Task — Both the line below containing "state.last_error = None;" and the line containing "Ok(fetched) => Some(AvailabilityAction::BookingsLoaded", along with every line between them, should be repeated exactly; no other line belongs in the answer.

Input for this task —
⁂
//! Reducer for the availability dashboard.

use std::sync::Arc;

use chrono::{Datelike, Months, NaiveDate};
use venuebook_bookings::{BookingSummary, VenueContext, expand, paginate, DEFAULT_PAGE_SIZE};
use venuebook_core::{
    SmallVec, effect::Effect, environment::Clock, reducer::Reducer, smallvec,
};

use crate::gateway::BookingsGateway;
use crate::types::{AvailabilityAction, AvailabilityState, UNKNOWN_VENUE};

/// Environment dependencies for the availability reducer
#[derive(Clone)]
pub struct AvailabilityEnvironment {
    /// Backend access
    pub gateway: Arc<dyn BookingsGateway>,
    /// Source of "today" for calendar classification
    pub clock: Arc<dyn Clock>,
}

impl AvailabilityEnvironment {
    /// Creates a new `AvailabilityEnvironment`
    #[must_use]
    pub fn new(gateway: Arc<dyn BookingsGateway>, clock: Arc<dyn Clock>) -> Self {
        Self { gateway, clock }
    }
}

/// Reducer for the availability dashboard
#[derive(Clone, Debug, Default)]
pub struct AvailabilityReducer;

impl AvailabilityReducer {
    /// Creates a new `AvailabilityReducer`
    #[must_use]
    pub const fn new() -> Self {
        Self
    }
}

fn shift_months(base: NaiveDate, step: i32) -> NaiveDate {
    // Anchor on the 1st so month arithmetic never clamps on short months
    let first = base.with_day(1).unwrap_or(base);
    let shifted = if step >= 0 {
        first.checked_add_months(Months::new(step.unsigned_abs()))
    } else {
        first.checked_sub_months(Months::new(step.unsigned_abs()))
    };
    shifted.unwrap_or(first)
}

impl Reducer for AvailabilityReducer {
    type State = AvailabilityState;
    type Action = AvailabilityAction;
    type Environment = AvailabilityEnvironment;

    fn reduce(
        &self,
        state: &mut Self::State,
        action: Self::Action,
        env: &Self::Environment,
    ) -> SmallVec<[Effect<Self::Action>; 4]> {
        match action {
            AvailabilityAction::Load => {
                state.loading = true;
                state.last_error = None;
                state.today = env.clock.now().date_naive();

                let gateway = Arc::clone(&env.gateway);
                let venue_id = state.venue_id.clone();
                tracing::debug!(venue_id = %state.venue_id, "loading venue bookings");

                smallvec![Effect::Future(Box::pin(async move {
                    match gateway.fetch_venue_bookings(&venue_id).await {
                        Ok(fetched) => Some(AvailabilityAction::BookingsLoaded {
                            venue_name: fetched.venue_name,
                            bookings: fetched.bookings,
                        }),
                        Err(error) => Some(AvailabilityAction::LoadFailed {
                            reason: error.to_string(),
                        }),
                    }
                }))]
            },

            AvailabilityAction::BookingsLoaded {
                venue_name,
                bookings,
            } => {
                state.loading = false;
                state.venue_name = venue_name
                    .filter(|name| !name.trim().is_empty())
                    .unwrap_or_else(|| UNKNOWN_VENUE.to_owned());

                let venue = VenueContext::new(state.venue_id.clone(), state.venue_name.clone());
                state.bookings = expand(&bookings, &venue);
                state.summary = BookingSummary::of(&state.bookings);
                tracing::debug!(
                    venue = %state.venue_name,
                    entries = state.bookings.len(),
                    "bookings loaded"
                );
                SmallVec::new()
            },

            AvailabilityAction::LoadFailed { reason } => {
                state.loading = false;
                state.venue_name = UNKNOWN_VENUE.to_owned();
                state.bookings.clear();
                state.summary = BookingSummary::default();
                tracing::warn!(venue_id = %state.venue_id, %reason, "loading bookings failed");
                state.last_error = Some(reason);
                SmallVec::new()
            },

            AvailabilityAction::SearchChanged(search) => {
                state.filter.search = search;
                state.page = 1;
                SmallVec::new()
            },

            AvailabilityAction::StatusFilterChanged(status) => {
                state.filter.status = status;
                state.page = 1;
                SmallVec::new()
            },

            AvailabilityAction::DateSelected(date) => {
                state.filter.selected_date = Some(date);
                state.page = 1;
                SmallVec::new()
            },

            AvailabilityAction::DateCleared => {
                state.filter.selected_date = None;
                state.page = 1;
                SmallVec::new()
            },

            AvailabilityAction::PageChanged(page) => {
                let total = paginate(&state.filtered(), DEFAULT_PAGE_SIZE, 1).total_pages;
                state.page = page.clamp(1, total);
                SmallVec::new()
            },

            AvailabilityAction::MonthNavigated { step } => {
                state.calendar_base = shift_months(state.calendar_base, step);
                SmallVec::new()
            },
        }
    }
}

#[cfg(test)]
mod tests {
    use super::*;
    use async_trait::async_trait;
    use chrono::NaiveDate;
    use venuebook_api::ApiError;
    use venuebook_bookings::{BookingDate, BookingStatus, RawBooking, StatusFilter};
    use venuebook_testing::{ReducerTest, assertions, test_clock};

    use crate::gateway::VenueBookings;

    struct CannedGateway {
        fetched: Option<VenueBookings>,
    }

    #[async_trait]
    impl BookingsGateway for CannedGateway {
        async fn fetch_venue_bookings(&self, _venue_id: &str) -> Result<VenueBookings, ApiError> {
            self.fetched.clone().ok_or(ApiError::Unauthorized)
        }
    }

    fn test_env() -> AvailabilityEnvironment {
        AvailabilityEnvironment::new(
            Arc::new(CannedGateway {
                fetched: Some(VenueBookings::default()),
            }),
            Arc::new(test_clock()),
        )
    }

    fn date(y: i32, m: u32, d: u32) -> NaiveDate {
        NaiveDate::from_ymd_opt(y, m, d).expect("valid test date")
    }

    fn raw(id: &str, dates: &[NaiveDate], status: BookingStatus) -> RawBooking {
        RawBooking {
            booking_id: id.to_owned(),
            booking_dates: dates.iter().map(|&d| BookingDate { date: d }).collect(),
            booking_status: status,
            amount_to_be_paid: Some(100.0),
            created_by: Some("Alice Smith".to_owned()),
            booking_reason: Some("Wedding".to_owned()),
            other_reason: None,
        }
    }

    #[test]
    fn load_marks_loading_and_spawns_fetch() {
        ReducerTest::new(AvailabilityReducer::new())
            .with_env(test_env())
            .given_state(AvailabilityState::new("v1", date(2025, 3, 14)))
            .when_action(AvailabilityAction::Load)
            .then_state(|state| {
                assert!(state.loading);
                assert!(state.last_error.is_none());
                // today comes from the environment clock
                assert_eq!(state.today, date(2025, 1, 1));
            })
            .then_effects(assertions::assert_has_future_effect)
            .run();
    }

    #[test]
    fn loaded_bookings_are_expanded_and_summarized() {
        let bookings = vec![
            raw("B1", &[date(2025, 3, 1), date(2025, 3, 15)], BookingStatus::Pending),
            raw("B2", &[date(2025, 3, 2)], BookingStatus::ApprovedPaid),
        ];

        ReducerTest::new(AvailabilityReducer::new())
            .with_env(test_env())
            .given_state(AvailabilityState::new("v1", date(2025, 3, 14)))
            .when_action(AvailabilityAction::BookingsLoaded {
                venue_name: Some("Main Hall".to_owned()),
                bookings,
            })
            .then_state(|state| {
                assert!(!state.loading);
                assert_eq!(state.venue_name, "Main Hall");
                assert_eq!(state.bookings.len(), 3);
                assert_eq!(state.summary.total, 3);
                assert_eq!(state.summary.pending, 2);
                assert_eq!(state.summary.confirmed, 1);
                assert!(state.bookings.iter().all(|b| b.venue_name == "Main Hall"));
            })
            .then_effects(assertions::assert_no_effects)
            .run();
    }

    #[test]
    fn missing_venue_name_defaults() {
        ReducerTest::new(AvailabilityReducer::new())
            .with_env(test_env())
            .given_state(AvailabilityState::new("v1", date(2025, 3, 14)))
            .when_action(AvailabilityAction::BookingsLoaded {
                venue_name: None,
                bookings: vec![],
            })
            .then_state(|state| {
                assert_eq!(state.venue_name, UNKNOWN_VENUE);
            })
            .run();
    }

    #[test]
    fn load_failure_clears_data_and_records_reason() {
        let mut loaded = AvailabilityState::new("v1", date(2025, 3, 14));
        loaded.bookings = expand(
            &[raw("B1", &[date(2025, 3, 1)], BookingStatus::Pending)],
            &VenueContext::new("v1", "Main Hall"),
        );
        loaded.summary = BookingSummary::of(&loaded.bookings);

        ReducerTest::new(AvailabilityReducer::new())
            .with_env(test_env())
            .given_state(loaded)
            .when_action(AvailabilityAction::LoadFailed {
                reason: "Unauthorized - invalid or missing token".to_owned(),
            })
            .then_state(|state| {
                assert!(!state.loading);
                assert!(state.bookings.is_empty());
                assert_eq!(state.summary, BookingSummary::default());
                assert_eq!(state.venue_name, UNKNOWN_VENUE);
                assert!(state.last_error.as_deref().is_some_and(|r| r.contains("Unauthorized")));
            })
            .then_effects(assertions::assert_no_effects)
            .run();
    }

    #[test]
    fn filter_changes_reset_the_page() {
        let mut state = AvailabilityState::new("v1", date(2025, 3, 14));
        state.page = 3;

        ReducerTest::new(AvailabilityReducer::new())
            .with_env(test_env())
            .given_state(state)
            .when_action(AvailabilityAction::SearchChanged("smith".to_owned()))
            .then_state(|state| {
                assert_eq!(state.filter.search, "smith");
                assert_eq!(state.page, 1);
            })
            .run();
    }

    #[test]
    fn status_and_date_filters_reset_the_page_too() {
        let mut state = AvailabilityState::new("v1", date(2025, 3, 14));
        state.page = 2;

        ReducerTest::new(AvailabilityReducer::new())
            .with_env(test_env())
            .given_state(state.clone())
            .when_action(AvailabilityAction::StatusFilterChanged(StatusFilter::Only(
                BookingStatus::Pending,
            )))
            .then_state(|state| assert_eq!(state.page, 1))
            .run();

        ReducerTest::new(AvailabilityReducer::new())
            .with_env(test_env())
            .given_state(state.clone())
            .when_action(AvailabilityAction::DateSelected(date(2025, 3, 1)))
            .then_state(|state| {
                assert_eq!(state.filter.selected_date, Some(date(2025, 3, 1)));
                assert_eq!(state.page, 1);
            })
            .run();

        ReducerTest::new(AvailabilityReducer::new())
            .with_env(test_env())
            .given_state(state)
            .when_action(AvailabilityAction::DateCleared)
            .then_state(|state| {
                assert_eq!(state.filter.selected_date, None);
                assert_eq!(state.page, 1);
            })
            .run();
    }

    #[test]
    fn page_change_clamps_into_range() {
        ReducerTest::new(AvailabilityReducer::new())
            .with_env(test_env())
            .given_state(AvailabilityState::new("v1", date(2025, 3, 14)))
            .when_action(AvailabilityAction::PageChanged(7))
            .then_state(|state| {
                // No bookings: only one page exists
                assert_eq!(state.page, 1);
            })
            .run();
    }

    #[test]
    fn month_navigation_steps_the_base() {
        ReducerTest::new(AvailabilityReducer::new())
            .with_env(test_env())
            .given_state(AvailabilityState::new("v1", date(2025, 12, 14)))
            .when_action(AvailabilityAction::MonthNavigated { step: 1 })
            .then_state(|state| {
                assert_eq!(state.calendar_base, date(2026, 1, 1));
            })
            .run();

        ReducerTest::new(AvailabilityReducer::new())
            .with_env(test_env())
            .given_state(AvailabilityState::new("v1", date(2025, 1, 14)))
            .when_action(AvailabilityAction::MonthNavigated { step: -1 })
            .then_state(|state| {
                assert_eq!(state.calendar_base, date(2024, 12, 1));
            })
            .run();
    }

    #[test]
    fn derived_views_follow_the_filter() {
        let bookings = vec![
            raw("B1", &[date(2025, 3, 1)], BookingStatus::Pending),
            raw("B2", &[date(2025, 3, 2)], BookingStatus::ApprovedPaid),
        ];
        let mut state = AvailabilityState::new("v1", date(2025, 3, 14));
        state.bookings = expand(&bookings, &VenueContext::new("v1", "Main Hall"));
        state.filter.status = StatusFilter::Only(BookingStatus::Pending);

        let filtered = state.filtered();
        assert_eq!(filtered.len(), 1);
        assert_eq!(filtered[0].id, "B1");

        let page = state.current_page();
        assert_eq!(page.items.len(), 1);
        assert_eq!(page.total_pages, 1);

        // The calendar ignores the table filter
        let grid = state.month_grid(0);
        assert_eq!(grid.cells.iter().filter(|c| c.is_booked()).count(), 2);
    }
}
⁂
Problem solution —
                state.last_error = None;
                state.today = env.clock.now().date_naive();

                let gateway = Arc::clone(&env.gateway);
                let venue_id = state.venue_id.clone();
                tracing::debug!(venue_id = %state.venue_id, "loading venue bookings");

                smallvec![Effect::Future(Box::pin(async move {
                    match gateway.fetch_venue_bookings(&venue_id).await {
                        Ok(fetched) => Some(AvailabilityAction::BookingsLoaded {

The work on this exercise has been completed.